2023年02月10日 1759号

【まやかしの「少子化対策」/誰も信じない岸田「異次元の挑戦」/軍拡財源へ消費税増税の呼び水】

 タレントの藤田ニコルが岸田文雄首相の「少子化政策」を一刀両断した。1月4日の年頭会見で岸田は、少子化対策について「若い世代から、ようやく政府が本気になったと思っていただける」と語った。藤田は「この言葉を聞いた時に『えっ?』ってなっちゃって。今まで本気じゃなかったんだって絶望しちゃったというか…」と述べる。さらに、岸田が財源問題にふれなかったことに、「いいことばっかりでみんなうれしいねってなってるけど、その裏で動いていることがなんか嫌だな」と問題のありどころを見抜いたのだ。

「期待できない」73%

 1月23日の施政方針演説で岸田は、少子化問題を「待ったなしの先送りの許されない課題」―最重要政策と強調した。より本音を語っている年頭会見では、「異次元の少子化対策に挑戦し…大胆に検討を進めてもらいます」。「異次元」「挑戦」「大胆」と言葉を重ねるが、要は「検討を進める」だけである。

 少子化対策は30年前から叫ばれてきた。打ち出された諸策に効果はなく、少子化に歯止めはかからない。その総括もせずに、いまさら何をいっているのか。
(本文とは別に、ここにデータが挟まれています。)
//! Batch publishing of the combined table to the ingestion API.
//!
//! The table is split into contiguous, ordered batches; each batch is one
//! blocking POST. A failed batch is logged and counted, the remaining batches
//! are still sent, and the aggregate result is `false`.

pub mod sink;

use serde::Serialize;
use std::ops::Range;
use thiserror::Error;
use tracing::{error, info};

use crate::domain::{canonical_hour, PriceRecord, Subsystem};
use crate::normalize::PriceTable;
pub use sink::{BatchError, HttpIngestSink, IngestSettings, IngestSink};

/// Table-level refusal to publish. Nothing is sent.
#[derive(Debug, Error)]
pub enum PublishError {
    #[error("table is missing required columns: {}", .0.join(", "))]
    MissingColumns(Vec<String>),

    #[error("table has no records to publish")]
    EmptyTable,

    #[error("batch size must be at least 1")]
    ZeroBatchSize,
}

/// One record as the ingestion API expects it.
#[derive(Debug, Clone, PartialEq, Serialize)]
pub struct IngestRecord {
    #[serde(rename = "Sistema")]
    pub sistema: Subsystem,
    /// `YYYY-MM-DD`
    #[serde(rename = "Fecha")]
    pub fecha: String,
    /// `HH:00:00`
    #[serde(rename = "Hora")]
    pub hora: String,
    #[serde(rename = "Clave")]
    pub clave: String,
    #[serde(rename = "PML")]
    pub pml: f64,
    #[serde(rename = "Energia")]
    pub energia: f64,
    #[serde(rename = "Congestion")]
    pub congestion: f64,
    #[serde(rename = "Perdidas")]
    pub perdidas: f64,
}

impl From<&PriceRecord> for IngestRecord {
    fn from(r: &PriceRecord) -> Self {
        IngestRecord {
            sistema: r.subsystem,
            fecha: r.date.format("%Y-%m-%d").to_string(),
            hora: canonical_hour(r.hour),
            clave: r.node.clone(),
            pml: r.pml,
            energia: r.energy,
            congestion: r.congestion,
            perdidas: r.loss,
        }
    }
}

/// Contiguous index ranges covering `0..len` in chunks of at most `size`.
pub fn partition(len: usize, size: usize) -> Vec<Range<usize>> {
    if size == 0 {
        return Vec::new();
    }
    (0..len)
        .step_by(size)
        .map(|start| start..(start + size).min(len))
        .collect()
}

/// Result of one batch.
#[derive(Debug)]
pub struct BatchOutcome {
    /// 1-based batch number.
    pub index: usize,
    pub range: Range<usize>,
    pub result: Result<(), BatchError>,
}

impl BatchOutcome {
    pub fn len(&self) -> usize {
        self.range.len()
    }

    pub fn is_empty(&self) -> bool {
        self.range.is_empty()
    }
}

/// Aggregate of a publish run.
#[derive(Debug)]
pub struct PublishReport {
    pub total_records: usize,
    pub records_sent: usize,
    pub batches: Vec<BatchOutcome>,
}

impl PublishReport {
    /// True only when every batch was acknowledged and every record sent.
    pub fn succeeded(&self) -> bool {
        self.batches.iter().all(|b| b.result.is_ok()) && self.records_sent == self.total_records
    }

    pub fn failed_batches(&self) -> impl Iterator<Item = &BatchOutcome> {
        self.batches.iter().filter(|b| b.result.is_err())
    }
}

/// Sends a [`PriceTable`] through an [`IngestSink`] in fixed-size batches.
pub struct BatchPublisher<'a> {
    sink: &'a dyn IngestSink,
    batch_size: usize,
}

impl<'a> BatchPublisher<'a> {
    pub fn new(sink: &'a dyn IngestSink, batch_size: usize) -> Self {
        Self { sink, batch_size }
    }

    pub fn publish(&self, table: &PriceTable) -> Result<PublishReport, PublishError> {
        let missing = table.missing_columns();
        if !missing.is_empty() {
            error!(missing = ?missing, "required columns missing; nothing sent");
            return Err(PublishError::MissingColumns(missing));
        }
        if table.is_empty() {
            return Err(PublishError::EmptyTable);
        }
        if self.batch_size == 0 {
            return Err(PublishError::ZeroBatchSize);
        }

        let records: Vec<IngestRecord> = table.records.iter().map(IngestRecord::from).collect();
        let ranges = partition(records.len(), self.batch_size);
        let total = ranges.len();
        info!(
            total_records = records.len(),
            batch_size = self.batch_size,
            batches = total,
            "publishing"
        );

        let mut batches = Vec::with_capacity(total);
        let mut records_sent = 0;
        for (i, range) in ranges.into_iter().enumerate() {
            let index = i + 1;
            info!(batch = index, of = total, "Records {}-{}", range.start + 1, range.end);

            let result = self.sink.send(&records[range.clone()]);
            match &result {
                Ok(()) => {
                    records_sent += range.len();
                    info!(batch = index, of = total, "batch sent");
                }
                Err(BatchError::Connection(e)) => {
                    error!(batch = index, error = %e, "connection refused by ingestion API")
                }
                Err(BatchError::Timeout(e)) => {
                    error!(batch = index, error = %e, "ingestion request timed out")
                }
                Err(BatchError::Status { code, reason, body }) => {
                    error!(batch = index, status = code, reason = %reason, body = %body, "ingestion API rejected batch")
                }
                Err(BatchError::Request(e)) => {
                    error!(batch = index, error = %e, "ingestion request failed")
                }
            }
            batches.push(BatchOutcome {
                index,
                range,
                result,
            });
        }

        let report = PublishReport {
            total_records: records.len(),
            records_sent,
            batches,
        };
        if report.succeeded() {
            info!(records_sent, "all batches sent");
        } else {
            error!(
                records_sent,
                total_records = report.total_records,
                failed_batches = report.failed_batches().count(),
                "one or more batches failed"
            );
        }
        Ok(report)
    }
}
 岸田が「異次元の少子化対策」などと大げさな表現を使えば使うほど、人びとの気持ちは離れていく。朝日新聞の調査(1/21〜1/22)でも「期待できない」が73%に達している。

 1月19日に少子化対策の会議が持たれ、岸田は児童手当拡充を最優先課題に位置付けた。対象年齢の引き上げと手当の増額には2〜3兆円規模の財源が必要となる。ところが、岸田は「(子ども予算の)倍増、倍増と言われるが、来年とかじゃなくて、あくまで将来の倍増だ」(1/20朝日)と自民党幹部に漏らしていた。財源の裏付けなしで拡充を強調するのはまやかしである。

雇用と賃金の保障

 これまでの少子化対策がうまくいかなかったのはなぜか。根本的な原因は、非正規の低賃金労働者が急増したことによる生活基盤の不安定化である。

 現在、労働者の5人に2人は非正規雇用だ。労働法制の規制緩和がこの状態を作ってしまった。出産から子育て、教育には、安定した生活がなければならないにもかかわらず、歴代政権は非正規化を拡大し不安定な雇用環境を作り出した。根本的な解決のためには、まず、この状態の解消から始めなければならない。

 出産・子育て環境の整備や手当支給、教育無償化などはもちろん必要だが、人間らしく生活できる雇用と賃金の保障という土台があってはじめて解決への道筋として活きてくる。

結局 増税の口実

 岸田が少子化対策の財源にふれないのは、軍事費増ですでに増税を打ち出し、現時点ではさらなる増税が世論に受け入れられないと判断しているためだ。

 政権は、少子化対策キャンペーンを先行させ、増税やむなし≠フ状況を作り出した上で、頃合いをはかって消費税増税を打ち出そうと狙っている。

 岸田年頭会見後に、甘利前自民党幹事長が少子化対策財源として消費税をあげたように、消費税増税は既定方針であろう。その場合、消費税法第1条「年金、医療及び介護の社会保障給付並びに少子化に対処するための施策に要する経費に充てる」の規定を悪用しようとすることは間違いない。

 岸田政権が狙うのは、少子化対策を看板にして政権浮揚と消費税増税への道を開くことなのだ。そして、消費税増税分の多くを軍事費に回すことにある。少子化対策は、軍事費増と併走している。

 生活基盤の安定には、働き続けられる雇用の確保と生活できる賃金の保障が不可欠だ。その条件整備こそが真の少子化対策となる。